EXERCISE INSTRUCTIONS: For the string "OverrunPolicy", search the entries below and copy every line where it appears.

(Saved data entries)

☆ ☆ ☆ ☆ ☆

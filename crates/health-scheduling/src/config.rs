//! Scheduling configuration
//!
//! Loaded once at startup. Every field has a default matching the clinic's
//! standard hours, so an empty JSON object is a valid configuration.

use chrono::{NaiveTime, Timelike};
use mediflow_validation::{MAX_DURATION_MINUTES, MIN_DURATION_MINUTES};
use serde::{Deserialize, Serialize};
use std::path::Path;

/// What to do with a slot whose end runs past closing time
#[derive(Clone, Copy, Debug, Default, PartialEq, Eq, Serialize, Deserialize)]
#[serde(rename_all = "snake_case")]
pub enum OverrunPolicy {
    /// Keep the slot but mark it unavailable
    #[default]
    FlagUnavailable,
    /// Keep the slot; availability depends only on conflicts
    Keep,
}

#[derive(Debug, thiserror::Error)]
pub enum ConfigError {
    #[error("invalid scheduling config: {0}")]
    Invalid(String),
    #[error("scheduling config is not valid JSON: {0}")]
    Json(#[from] serde_json::Error),
    #[error("cannot read scheduling config: {0}")]
    Io(#[from] std::io::Error),
}

#[derive(Clone, Debug, PartialEq, Eq, Serialize, Deserialize)]
#[serde(default)]
pub struct SchedulingConfig {
    /// Start of the working window (clinic-local)
    pub working_start: NaiveTime,
    /// End of the working window (clinic-local, exclusive for slot starts)
    pub working_end: NaiveTime,
    /// Step between generated slot starts, independent of requested duration
    pub slot_stride_minutes: u32,
    pub min_duration_minutes: u32,
    pub max_duration_minutes: u32,
    /// Clinic timezone as a fixed offset from UTC; defines the calendar day
    pub utc_offset_minutes: i32,
    pub overrun_policy: OverrunPolicy,
    /// Refuse to book or move appointments into the past
    pub reject_past_appointments: bool,
}

impl Default for SchedulingConfig {
    fn default() -> Self {
        SchedulingConfig {
            working_start: NaiveTime::from_hms_opt(9, 0, 0).unwrap_or(NaiveTime::MIN),
            working_end: NaiveTime::from_hms_opt(17, 0, 0).unwrap_or(NaiveTime::MIN),
            slot_stride_minutes: 30,
            min_duration_minutes: MIN_DURATION_MINUTES,
            max_duration_minutes: MAX_DURATION_MINUTES,
            utc_offset_minutes: 0,
            overrun_policy: OverrunPolicy::FlagUnavailable,
            reject_past_appointments: true,
        }
    }
}

impl SchedulingConfig {
    pub fn validate(&self) -> Result<(), ConfigError> {
        if self.slot_stride_minutes == 0 {
            return Err(ConfigError::Invalid("slot_stride_minutes must be positive".into()));
        }
        if self.working_start >= self.working_end {
            return Err(ConfigError::Invalid(format!(
                "working_start {} must be before working_end {}",
                self.working_start, self.working_end
            )));
        }
        let window_minutes = (self.working_end - self.working_start).num_minutes();
        if i64::from(self.slot_stride_minutes) > window_minutes {
            return Err(ConfigError::Invalid(format!(
                "slot_stride_minutes {} exceeds the {} minute working window",
                self.slot_stride_minutes, window_minutes
            )));
        }
        if self.min_duration_minutes == 0 {
            return Err(ConfigError::Invalid("min_duration_minutes must be positive".into()));
        }
        if self.min_duration_minutes > self.max_duration_minutes {
            return Err(ConfigError::Invalid(format!(
                "min_duration_minutes {} exceeds max_duration_minutes {}",
                self.min_duration_minutes, self.max_duration_minutes
            )));
        }
        if self.utc_offset_minutes.abs() >= 24 * 60 {
            return Err(ConfigError::Invalid(format!(
                "utc_offset_minutes {} is outside +/-24h",
                self.utc_offset_minutes
            )));
        }
        Ok(())
    }

    pub fn from_json_str(json: &str) -> Result<Self, ConfigError> {
        let config: SchedulingConfig = serde_json::from_str(json)?;
        config.validate()?;
        Ok(config)
    }

    pub fn from_path(path: impl AsRef<Path>) -> Result<Self, ConfigError> {
        let content = std::fs::read_to_string(path)?;
        Self::from_json_str(&content)
    }

    /// Number of slots a day yields: one per stride tick inside the window
    pub fn slots_per_day(&self) -> usize {
        let window = u64::from(
            self.working_end
                .num_seconds_from_midnight()
                .saturating_sub(self.working_start.num_seconds_from_midnight()),
        );
        let stride = u64::from(self.slot_stride_minutes.max(1)) * 60;
        usize::try_from(window.div_ceil(stride)).unwrap_or(usize::MAX)
    }
}
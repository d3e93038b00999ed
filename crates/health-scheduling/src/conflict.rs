//! Time-interval conflict detector
//!
//! Pure and synchronous: callers fetch the doctor's appointments first and
//! validate the candidate interval before asking.

use crate::appointment::{Appointment, AppointmentId, DoctorId};
use crate::interval::TimeInterval;
use serde::{Deserialize, Serialize};
use tracing::debug;

/// Result of a conflict check
#[derive(Clone, Copy, Debug, PartialEq, Eq, Serialize, Deserialize)]
#[serde(tag = "outcome", rename_all = "snake_case")]
pub enum ConflictOutcome {
    Clear,
    Conflict {
        appointment_id: AppointmentId,
        interval: TimeInterval,
    },
}

impl ConflictOutcome {
    pub fn is_conflict(&self) -> bool {
        matches!(self, ConflictOutcome::Conflict { .. })
    }

    pub fn conflicting_id(&self) -> Option<AppointmentId> {
        match self {
            ConflictOutcome::Clear => None,
            ConflictOutcome::Conflict { appointment_id, .. } => Some(*appointment_id),
        }
    }
}

/// Check `candidate` against `existing` for one doctor.
///
/// Only active appointments belonging to `doctor_id` take part, and
/// `exclude` (the appointment being rescheduled) never conflicts with
/// itself. When several appointments overlap, the one with the earliest
/// start is reported, ties broken by lowest id.
pub fn find_conflict<'a>(
    doctor_id: DoctorId,
    candidate: &TimeInterval,
    exclude: Option<AppointmentId>,
    existing: impl IntoIterator<Item = &'a Appointment>,
) -> ConflictOutcome {
    let first = existing
        .into_iter()
        .filter(|apt| apt.doctor_id == doctor_id)
        .filter(|apt| apt.is_active())
        .filter(|apt| Some(apt.id) != exclude)
        .filter(|apt| apt.interval().overlaps(candidate))
        .min_by_key(|apt| (apt.start_time, apt.id));

    match first {
        Some(apt) => {
            debug!(doctor = %doctor_id, %candidate, conflicting = %apt.id, "conflict found");
            ConflictOutcome::Conflict {
                appointment_id: apt.id,
                interval: apt.interval(),
            }
        }
        None => ConflictOutcome::Clear,
    }
}
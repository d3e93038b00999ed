//! MediFlow Scheduling - appointment conflict detection and availability
//!
//! The pure engine ([`find_conflict`], [`generate_slots`]) works on
//! appointments already fetched into memory and does no I/O. The
//! [`AppointmentService`] wraps it with authorization, validation, doctor and
//! patient lookup, and per-doctor write serialisation over an
//! [`AppointmentStore`].
//!
//! Only `scheduled` and `confirmed` appointments occupy a doctor's calendar.
//! Intervals are half-open, so back-to-back bookings never conflict.
//!
//! # Example
//!
//! ```rust
//! use chrono::{NaiveDate, TimeZone, Utc};
//! use mediflow_rbac::UserId;
//! use mediflow_scheduling::{find_conflict, generate_slots, SchedulingConfig, TimeInterval};
//!
//! let config = SchedulingConfig::default();
//! let date = NaiveDate::from_ymd_opt(2024, 1, 10).unwrap();
//! let slots: Vec<_> = generate_slots(&config, UserId(2), date, 30, &[]).collect();
//! assert_eq!(slots.len(), 16);
//!
//! let start = Utc.with_ymd_and_hms(2024, 1, 10, 9, 0, 0).unwrap();
//! let candidate = TimeInterval::starting_at(start, 30).unwrap();
//! assert!(!find_conflict(UserId(2), &candidate, None, &[]).is_conflict());
//! ```

pub mod appointment;
pub mod config;
pub mod conflict;
pub mod error;
pub mod interval;
pub mod lifecycle;
pub mod page;
pub mod slots;
pub mod store;

pub use appointment::{
    Appointment, AppointmentDraft, AppointmentId, AppointmentPatch, AppointmentStatus,
    AppointmentType, DoctorId, NewAppointment, PatientId, PatientRecord, StaffRecord,
};
pub use config::{ConfigError, OverrunPolicy, SchedulingConfig};
pub use conflict::{find_conflict, ConflictOutcome};
pub use error::{Result, SchedulingError, StoreError};
pub use interval::TimeInterval;
pub use lifecycle::{
    AppointmentService, Clock, ConflictQuery, DoctorLocks, FixedClock, SystemClock,
};
pub use page::{Page, PageRequest, DEFAULT_PAGE_SIZE};
pub use slots::{
    clinic_instant, generate_slots, lookup_range, working_window, Availability, SlotIter, TimeSlot,
};
pub use store::{AppointmentFilter, AppointmentStore, Fixture, InMemoryStore};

☆ ☆ ☆ ☆ ☆

RESULT OF THIS TASK:
pub enum OverrunPolicy {
    pub overrun_policy: OverrunPolicy,
            overrun_policy: OverrunPolicy::FlagUnavailable,
pub use config::{ConfigError, OverrunPolicy, SchedulingConfig};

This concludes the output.